Just because the carrier used incorrect terminology does not
relieve you of your responsibilities under the WC statutes. All medical necessity
disputes must be appealed through the Necessity of Treatment Dispute process.
The patient, or their group health carrier, may never be charged for worker’s
compensation care. Please send any examples of this to the WCA so we may forward
them to DWD.
What happens
after a patient files for a hearing?
After an Application for Hearing
is filed, the WC Division may schedule a pre-hearing conference. The purpose is
to permit the parties to discuss the claim informally with an administrative law
judge. The ALJ will try to have the parties agree on exhibits which may be introduced
at a hearing and to reduce the number of issues that are in dispute. As the issues
are reduced, it is often possible for the parties to come to an agreement that
will eliminate the need for a hearing.
Does
the injured worker need an attorney if there is a hearing?
An injured
worker does not need to be represented by an attorney at a WC hearing. If the
injured worker is not represented at the time of a scheduled hearing, the administrative
law judge will ask the questions to record all testimony and evidence that is
available at the time of the meeting. The WC Division or the ALJ, however, cannot
prepare the claim in advance, cannot see that the proper evidence is available
at the time of the hearing, or act as legal counsel to represent any of the parties.
All of these are good reasons for the injured worker to be represented by an attorney
of their choice.
Why does
the WC Division request medical reports after one has already been submitted?
Some
medical reports that are submitted to the WC Division routinely by providers or
by carriers and employers do not clearly indicate that there is no permanent disability
or that maximum medical improvement has been reached. In such instances, the WC
Division does not consider the first report filed to have been a “final” report
and will request a “final” medical report.
What
is the WKC-16-B form?
WKC-16-B is the number for the form entitled Practitioner’s
Report on Accident or Industrial Disease in Lieu of Testimony. Doctors may be
asked to complete it by an insurance company, employer, attorney or employee.
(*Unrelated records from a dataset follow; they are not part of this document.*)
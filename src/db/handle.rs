//! Logical database handles and operation kinds.

use std::fmt;

use serde::{Deserialize, Serialize};

/// The two database replicas the router can select.
#[derive(Debug, Clone, Copy, PartialEq, Eq, Serialize, Deserialize)]
#[serde(rename_all = "lowercase")]
pub enum DbHandle {
    /// Authoritative replica; preferred whenever reachable.
    Primary,
    /// Failover target; serves all traffic while the circuit is open.
    Mirror,
}

impl DbHandle {
    /// Handle name used in logs and status payloads.
    #[must_use]
    pub const fn as_str(self) -> &'static str {
        match self {
            Self::Primary => "primary",
            Self::Mirror => "mirror",
        }
    }
}

impl fmt::Display for DbHandle {
    fn fmt(&self, f: &mut fmt::Formatter<'_>) -> fmt::Result {
        f.write_str(self.as_str())
    }
}

/// Whether an operation reads or mutates.
///
/// Both kinds currently route identically — the mirror takes writes too
/// during an outage, which is what makes reconciliation necessary — but
/// the distinction is part of the router's contract.
#[derive(Debug, Clone, Copy, PartialEq, Eq)]
pub enum OperationKind {
    /// A query with no side effects.
    Read,
    /// An insert, update, or delete.
    Write,
}
//! Chatdesk Backend Library
//!
//! Exposes the auth core, document and chat services and the HTTP router
//! for use by the server binary and integration tests.

pub mod api;
pub mod auth;
pub mod chat;
pub mod config;
pub mod db;
pub mod documents;
pub mod middleware;

pub use api::{build_router, AppState};
pub use config::Config;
The form was devised to provide competent health care testimony without the necessity
of having doctors take time off from their schedules to appear at hearings.
The
completed WKC-16-B form is a document that is made a part of the record at a worker’s
compensation hearing. Decisions involving medical problems are generally predicated
upon these forms. You will notice that many of the questions are difficult to
answer; however, the form of the question in these documents is required by state
law and court decisions.
Is
an injured worker eligible for retraining if they cannot go back to their job?
The
purpose of the worker’s compensation system is to provide a method to restore
an injured worker as nearly as possible to their preinjury earning capacity and
potential. Vocational rehabilitation benefits encompass a broad spectrum of services
that assist a person’s re-entry into the labor force. Examples of potential services
are vocational counseling, vocational evaluation, transferable skills analysis,
job seeking skills instruction, job analysis, job site modification, job placement,
on-the-job training and vocational retraining.
For some injured workers,
job placement services may be the method to restore them to the pre-injury earning
capacity. For others, a retraining program may be necessary. Each claim is evaluated
as to the appropriate method of returning a person back to the work force. The
State Division of Vocational Rehabilitation reports that, among their Worker’s
Compensation clients who have successfully gone back to work, 52% were retrained
and 48% returned to work through other services.
A
worker’s compensation patient that I am treating works for an absolutely awful
employer. The patient is begging me to keep them off work because they cannot
face the emotional trauma of returning to work. May I do so?
Patients
look to their chiropractors for compassion and understanding as well as excellent
health care. However, there is a difference between offering compassion and violating
worker’s compensation law. The law allows you to treat the patient’s direct physical
problems. This may involve taking the patient out of the work place if it is not
physically possible for them to do their job.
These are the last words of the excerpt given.